++++ The data

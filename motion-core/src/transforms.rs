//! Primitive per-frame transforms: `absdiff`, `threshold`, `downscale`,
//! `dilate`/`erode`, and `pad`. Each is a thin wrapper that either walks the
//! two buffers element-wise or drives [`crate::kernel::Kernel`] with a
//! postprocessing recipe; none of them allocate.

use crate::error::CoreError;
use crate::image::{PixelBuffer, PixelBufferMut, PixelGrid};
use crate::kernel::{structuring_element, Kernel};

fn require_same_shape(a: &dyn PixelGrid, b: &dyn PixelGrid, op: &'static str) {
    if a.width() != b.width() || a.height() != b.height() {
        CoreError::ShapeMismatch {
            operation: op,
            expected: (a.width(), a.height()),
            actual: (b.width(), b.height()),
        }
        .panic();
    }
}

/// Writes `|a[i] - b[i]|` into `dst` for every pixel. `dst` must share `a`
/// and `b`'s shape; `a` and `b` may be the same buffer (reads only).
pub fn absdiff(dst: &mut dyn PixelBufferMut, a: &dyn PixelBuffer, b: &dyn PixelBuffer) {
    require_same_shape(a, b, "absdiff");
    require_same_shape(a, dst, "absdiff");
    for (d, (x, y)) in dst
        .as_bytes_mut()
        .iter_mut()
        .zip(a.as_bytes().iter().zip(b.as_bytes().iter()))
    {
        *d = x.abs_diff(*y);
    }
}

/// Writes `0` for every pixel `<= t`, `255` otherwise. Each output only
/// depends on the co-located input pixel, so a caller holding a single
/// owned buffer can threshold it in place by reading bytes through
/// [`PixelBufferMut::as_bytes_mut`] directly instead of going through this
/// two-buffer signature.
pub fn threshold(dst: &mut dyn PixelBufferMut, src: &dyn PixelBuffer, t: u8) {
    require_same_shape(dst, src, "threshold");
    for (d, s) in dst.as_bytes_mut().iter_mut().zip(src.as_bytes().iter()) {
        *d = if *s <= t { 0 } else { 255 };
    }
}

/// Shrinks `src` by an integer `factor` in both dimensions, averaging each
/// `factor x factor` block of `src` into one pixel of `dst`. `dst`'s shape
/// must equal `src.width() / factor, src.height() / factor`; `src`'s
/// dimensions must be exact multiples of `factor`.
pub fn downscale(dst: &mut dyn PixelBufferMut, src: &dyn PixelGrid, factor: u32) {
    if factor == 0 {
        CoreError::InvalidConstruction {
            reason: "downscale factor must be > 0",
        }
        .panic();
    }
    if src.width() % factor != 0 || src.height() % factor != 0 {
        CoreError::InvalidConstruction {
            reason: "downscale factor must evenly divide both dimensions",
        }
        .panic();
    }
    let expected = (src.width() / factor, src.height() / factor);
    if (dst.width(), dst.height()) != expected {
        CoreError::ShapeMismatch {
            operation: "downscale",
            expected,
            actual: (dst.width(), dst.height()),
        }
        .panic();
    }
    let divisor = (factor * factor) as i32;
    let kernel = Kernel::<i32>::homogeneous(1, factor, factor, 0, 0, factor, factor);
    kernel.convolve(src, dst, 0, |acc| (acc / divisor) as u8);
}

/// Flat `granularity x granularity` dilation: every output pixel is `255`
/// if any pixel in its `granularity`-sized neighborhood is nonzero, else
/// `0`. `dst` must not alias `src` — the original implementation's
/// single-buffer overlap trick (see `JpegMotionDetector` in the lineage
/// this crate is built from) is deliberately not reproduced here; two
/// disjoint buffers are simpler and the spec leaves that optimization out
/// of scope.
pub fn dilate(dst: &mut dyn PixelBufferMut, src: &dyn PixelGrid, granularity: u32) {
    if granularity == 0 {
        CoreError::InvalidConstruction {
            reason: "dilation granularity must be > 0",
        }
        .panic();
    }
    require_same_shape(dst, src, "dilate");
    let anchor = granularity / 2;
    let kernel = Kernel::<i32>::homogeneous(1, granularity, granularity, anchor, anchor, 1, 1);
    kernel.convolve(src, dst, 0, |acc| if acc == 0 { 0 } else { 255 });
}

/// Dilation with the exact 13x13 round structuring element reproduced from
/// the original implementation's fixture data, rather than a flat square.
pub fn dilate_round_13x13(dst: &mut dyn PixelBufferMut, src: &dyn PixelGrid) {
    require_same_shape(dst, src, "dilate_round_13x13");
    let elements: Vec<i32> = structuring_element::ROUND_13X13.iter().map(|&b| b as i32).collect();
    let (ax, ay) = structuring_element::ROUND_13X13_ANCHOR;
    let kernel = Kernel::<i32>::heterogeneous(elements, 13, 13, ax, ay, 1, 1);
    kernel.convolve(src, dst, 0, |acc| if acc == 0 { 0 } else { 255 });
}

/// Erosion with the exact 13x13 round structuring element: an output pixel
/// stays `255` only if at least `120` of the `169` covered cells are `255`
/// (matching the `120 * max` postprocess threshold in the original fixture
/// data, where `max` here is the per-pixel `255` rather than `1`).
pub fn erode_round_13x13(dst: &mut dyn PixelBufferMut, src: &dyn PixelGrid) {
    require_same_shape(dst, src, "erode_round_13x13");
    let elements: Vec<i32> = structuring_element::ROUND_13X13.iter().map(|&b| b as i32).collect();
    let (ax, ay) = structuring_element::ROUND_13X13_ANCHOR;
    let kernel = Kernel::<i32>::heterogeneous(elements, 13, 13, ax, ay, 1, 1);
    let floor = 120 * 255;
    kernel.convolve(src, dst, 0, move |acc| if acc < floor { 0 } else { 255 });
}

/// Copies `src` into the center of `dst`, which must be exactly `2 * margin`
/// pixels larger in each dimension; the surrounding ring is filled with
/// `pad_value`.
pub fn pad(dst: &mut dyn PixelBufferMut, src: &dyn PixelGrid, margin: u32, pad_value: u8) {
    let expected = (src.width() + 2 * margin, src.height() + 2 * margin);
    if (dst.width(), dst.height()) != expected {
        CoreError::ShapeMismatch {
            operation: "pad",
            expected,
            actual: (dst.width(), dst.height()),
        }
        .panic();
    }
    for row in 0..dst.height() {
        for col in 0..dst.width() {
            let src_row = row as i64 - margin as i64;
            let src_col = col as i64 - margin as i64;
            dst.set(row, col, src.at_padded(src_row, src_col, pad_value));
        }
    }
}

++++++++

Repeat, exactly as they stand, the line that contains "pub fn pad(dst: &mut" and all the lines after it in the data above.

pub fn pad(dst: &mut dyn PixelBufferMut, src: &dyn PixelGrid, margin: u32, pad_value: u8) {
    let expected = (src.width() + 2 * margin, src.height() + 2 * margin);
    if (dst.width(), dst.height()) != expected {
        CoreError::ShapeMismatch {
            operation: "pad",
            expected,
            actual: (dst.width(), dst.height()),
        }
        .panic();
    }
    for row in 0..dst.height() {
        for col in 0..dst.width() {
            let src_row = row as i64 - margin as i64;
            let src_col = col as i64 - margin as i64;
            dst.set(row, col, src.at_padded(src_row, src_col, pad_value));
        }
    }
}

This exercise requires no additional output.